> [Entries provided]
○ ○ ○ ○ ○
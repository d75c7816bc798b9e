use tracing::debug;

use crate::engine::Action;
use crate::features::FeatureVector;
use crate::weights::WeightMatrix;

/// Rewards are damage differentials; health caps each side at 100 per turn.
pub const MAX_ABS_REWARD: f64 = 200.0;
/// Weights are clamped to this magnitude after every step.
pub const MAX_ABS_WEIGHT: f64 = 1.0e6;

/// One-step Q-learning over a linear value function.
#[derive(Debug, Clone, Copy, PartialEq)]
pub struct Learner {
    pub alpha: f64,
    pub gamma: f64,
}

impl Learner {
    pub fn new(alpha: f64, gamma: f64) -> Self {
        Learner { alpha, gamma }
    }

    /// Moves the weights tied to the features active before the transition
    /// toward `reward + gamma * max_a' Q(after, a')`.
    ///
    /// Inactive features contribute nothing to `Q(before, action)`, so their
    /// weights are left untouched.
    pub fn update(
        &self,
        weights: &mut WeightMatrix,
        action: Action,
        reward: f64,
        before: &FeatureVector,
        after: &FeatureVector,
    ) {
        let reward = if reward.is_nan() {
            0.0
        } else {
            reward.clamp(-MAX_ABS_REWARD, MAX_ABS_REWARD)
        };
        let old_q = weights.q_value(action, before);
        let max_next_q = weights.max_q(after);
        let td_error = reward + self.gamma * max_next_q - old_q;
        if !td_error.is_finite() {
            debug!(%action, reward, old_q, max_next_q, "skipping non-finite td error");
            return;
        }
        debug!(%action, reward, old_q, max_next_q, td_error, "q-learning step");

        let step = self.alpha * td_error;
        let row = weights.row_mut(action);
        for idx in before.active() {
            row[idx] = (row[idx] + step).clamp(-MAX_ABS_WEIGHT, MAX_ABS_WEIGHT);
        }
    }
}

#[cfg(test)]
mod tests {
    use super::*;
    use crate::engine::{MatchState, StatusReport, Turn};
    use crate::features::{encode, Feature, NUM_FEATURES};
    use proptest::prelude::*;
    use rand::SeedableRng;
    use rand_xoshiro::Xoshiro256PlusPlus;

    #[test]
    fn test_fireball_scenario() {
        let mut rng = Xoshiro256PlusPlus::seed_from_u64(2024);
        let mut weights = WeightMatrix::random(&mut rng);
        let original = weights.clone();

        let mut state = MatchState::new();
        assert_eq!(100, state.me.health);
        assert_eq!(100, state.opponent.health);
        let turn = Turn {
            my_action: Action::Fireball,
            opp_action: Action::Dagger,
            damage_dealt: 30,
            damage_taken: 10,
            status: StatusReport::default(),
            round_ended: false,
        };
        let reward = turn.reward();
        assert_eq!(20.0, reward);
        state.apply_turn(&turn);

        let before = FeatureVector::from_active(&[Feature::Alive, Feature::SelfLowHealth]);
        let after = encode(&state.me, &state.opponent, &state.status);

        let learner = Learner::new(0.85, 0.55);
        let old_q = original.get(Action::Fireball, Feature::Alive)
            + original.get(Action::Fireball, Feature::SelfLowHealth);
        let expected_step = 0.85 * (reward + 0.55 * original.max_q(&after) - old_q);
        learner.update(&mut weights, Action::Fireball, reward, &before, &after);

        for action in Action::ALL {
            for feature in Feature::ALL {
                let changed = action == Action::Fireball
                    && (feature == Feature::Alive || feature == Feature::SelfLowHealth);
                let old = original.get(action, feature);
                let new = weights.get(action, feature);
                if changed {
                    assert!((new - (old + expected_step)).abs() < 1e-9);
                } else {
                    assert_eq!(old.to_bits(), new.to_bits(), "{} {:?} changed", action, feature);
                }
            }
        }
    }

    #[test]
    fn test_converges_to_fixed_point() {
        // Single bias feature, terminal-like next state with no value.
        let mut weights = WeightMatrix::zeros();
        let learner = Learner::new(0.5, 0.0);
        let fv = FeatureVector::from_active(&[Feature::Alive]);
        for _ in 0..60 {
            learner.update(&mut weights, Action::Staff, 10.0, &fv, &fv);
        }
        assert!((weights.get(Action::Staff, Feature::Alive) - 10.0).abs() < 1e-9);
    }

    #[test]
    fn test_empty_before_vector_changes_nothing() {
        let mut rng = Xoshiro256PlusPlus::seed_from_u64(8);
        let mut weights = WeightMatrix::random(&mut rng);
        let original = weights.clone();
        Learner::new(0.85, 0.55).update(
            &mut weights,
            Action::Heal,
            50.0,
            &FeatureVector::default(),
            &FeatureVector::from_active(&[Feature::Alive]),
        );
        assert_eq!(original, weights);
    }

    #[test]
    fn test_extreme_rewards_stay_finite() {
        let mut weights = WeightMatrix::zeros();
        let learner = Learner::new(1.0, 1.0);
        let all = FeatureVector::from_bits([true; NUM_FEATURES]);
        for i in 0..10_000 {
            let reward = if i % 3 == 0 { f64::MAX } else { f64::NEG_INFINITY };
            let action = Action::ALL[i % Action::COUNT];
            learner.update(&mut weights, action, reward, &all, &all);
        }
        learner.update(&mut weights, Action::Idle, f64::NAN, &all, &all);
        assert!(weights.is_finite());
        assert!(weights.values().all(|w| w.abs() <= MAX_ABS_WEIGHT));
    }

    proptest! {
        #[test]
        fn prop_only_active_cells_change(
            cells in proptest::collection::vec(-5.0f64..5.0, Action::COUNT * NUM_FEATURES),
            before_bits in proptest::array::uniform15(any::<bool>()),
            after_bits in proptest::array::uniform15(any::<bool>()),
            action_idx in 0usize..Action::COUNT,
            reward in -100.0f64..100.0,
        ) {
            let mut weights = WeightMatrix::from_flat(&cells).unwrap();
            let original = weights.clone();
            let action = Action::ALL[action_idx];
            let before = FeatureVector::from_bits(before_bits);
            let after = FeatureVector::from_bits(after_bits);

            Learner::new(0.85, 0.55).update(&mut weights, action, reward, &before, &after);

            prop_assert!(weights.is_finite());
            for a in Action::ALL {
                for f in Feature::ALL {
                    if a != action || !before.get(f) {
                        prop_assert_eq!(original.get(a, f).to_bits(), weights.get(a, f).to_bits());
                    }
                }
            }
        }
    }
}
○ ○ ○ ○ ○
> [Task] Restate each record word for word.

> [Exercise solution]
repository d75c7816bc798b9e
use tracing::debug;

use crate::engine::Action;
use crate::features::FeatureVector;
use crate::weights::WeightMatrix;

/// Rewards are damage differentials; health caps each side at 100 per turn.
pub const MAX_ABS_REWARD: f64 = 200.0;
/// Weights are clamped to this magnitude after every step.
pub const MAX_ABS_WEIGHT: f64 = 1.0e6;

/// One-step Q-learning over a linear value function.
#[derive(Debug, Clone, Copy, PartialEq)]
pub struct Learner {
    pub alpha: f64,
    pub gamma: f64,
}

impl Learner {
    pub fn new(alpha: f64, gamma: f64) -> Self {
        Learner { alpha, gamma }
    }

    /// Moves the weights tied to the features active before the transition
    /// toward `reward + gamma * max_a' Q(after, a')`.
    ///
    /// Inactive features contribute nothing to `Q(before, action)`, so their
    /// weights are left untouched.
    pub fn update(
        &self,
        weights: &mut WeightMatrix,
        action: Action,
        reward: f64,
        before: &FeatureVector,
        after: &FeatureVector,
    ) {
        let reward = if reward.is_nan() {
            0.0
        } else {
            reward.clamp(-MAX_ABS_REWARD, MAX_ABS_REWARD)
        };
        let old_q = weights.q_value(action, before);
        let max_next_q = weights.max_q(after);
        let td_error = reward + self.gamma * max_next_q - old_q;
        if !td_error.is_finite() {
            debug!(%action, reward, old_q, max_next_q, "skipping non-finite td error");
            return;
        }
        debug!(%action, reward, old_q, max_next_q, td_error, "q-learning step");

        let step = self.alpha * td_error;
        let row = weights.row_mut(action);
        for idx in before.active() {
            row[idx] = (row[idx] + step).clamp(-MAX_ABS_WEIGHT, MAX_ABS_WEIGHT);
        }
    }
}

#[cfg(test)]
mod tests {
    use super::*;
    use crate::engine::{MatchState, StatusReport, Turn};
    use crate::features::{encode, Feature, NUM_FEATURES};
    use proptest::prelude::*;
    use rand::SeedableRng;
    use rand_xoshiro::Xoshiro256PlusPlus;

    #[test]
    fn test_fireball_scenario() {
        let mut rng = Xoshiro256PlusPlus::seed_from_u64(2024);
        let mut weights = WeightMatrix::random(&mut rng);
        let original = weights.clone();

        let mut state = MatchState::new();
        assert_eq!(100, state.me.health);
        assert_eq!(100, state.opponent.health);
        let turn = Turn {
            my_action: Action::Fireball,
            opp_action: Action::Dagger,
            damage_dealt: 30,
            damage_taken: 10,
            status: StatusReport::default(),
            round_ended: false,
        };
        let reward = turn.reward();
        assert_eq!(20.0, reward);
        state.apply_turn(&turn);

        let before = FeatureVector::from_active(&[Feature::Alive, Feature::SelfLowHealth]);
        let after = encode(&state.me, &state.opponent, &state.status);

        let learner = Learner::new(0.85, 0.55);
        let old_q = original.get(Action::Fireball, Feature::Alive)
            + original.get(Action::Fireball, Feature::SelfLowHealth);
        let expected_step = 0.85 * (reward + 0.55 * original.max_q(&after) - old_q);
        learner.update(&mut weights, Action::Fireball, reward, &before, &after);

        for action in Action::ALL {
            for feature in Feature::ALL {
                let changed = action == Action::Fireball
                    && (feature == Feature::Alive || feature == Feature::SelfLowHealth);
                let old = original.get(action, feature);
                let new = weights.get(action, feature);
                if changed {
                    assert!((new - (old + expected_step)).abs() < 1e-9);
                } else {
                    assert_eq!(old.to_bits(), new.to_bits(), "{} {:?} changed", action, feature);
                }
            }
        }
    }

    #[test]
    fn test_converges_to_fixed_point() {
        // Single bias feature, terminal-like next state with no value.
        let mut weights = WeightMatrix::zeros();
        let learner = Learner::new(0.5, 0.0);
        let fv = FeatureVector::from_active(&[Feature::Alive]);
        for _ in 0..60 {
            learner.update(&mut weights, Action::Staff, 10.0, &fv, &fv);
        }
        assert!((weights.get(Action::Staff, Feature::Alive) - 10.0).abs() < 1e-9);
    }

    #[test]
    fn test_empty_before_vector_changes_nothing() {
        let mut rng = Xoshiro256PlusPlus::seed_from_u64(8);
        let mut weights = WeightMatrix::random(&mut rng);
        let original = weights.clone();
        Learner::new(0.85, 0.55).update(
            &mut weights,
            Action::Heal,
            50.0,
            &FeatureVector::default(),
            &FeatureVector::from_active(&[Feature::Alive]),
        );
        assert_eq!(original, weights);
    }

    #[test]
    fn test_extreme_rewards_stay_finite() {
        let mut weights = WeightMatrix::zeros();
        let learner = Learner::new(1.0, 1.0);
        let all = FeatureVector::from_bits([true; NUM_FEATURES]);
        for i in 0..10_000 {
            let reward = if i % 3 == 0 { f64::MAX } else { f64::NEG_INFINITY };
            let action = Action::ALL[i % Action::COUNT];
            learner.update(&mut weights, action, reward, &all, &all);
        }
        learner.update(&mut weights, Action::Idle, f64::NAN, &all, &all);
        assert!(weights.is_finite());
        assert!(weights.values().all(|w| w.abs() <= MAX_ABS_WEIGHT));
    }

    proptest! {
        #[test]
        fn prop_only_active_cells_change(
            cells in proptest::collection::vec(-5.0f64..5.0, Action::COUNT * NUM_FEATURES),
            before_bits in proptest::array::uniform15(any::<bool>()),
            after_bits in proptest::array::uniform15(any::<bool>()),
            action_idx in 0usize..Action::COUNT,
            reward in -100.0f64..100.0,
        ) {
            let mut weights = WeightMatrix::from_flat(&cells).unwrap();
            let original = weights.clone();
            let action = Action::ALL[action_idx];
            let before = FeatureVector::from_bits(before_bits);
            let after = FeatureVector::from_bits(after_bits);

            Learner::new(0.85, 0.55).update(&mut weights, action, reward, &before, &after);

            prop_assert!(weights.is_finite());
            for a in Action::ALL {
                for f in Feature::ALL {
                    if a != action || !before.get(f) {
                        prop_assert_eq!(original.get(a, f).to_bits(), weights.get(a, f).to_bits());
                    }
                }
            }
        }
    }
}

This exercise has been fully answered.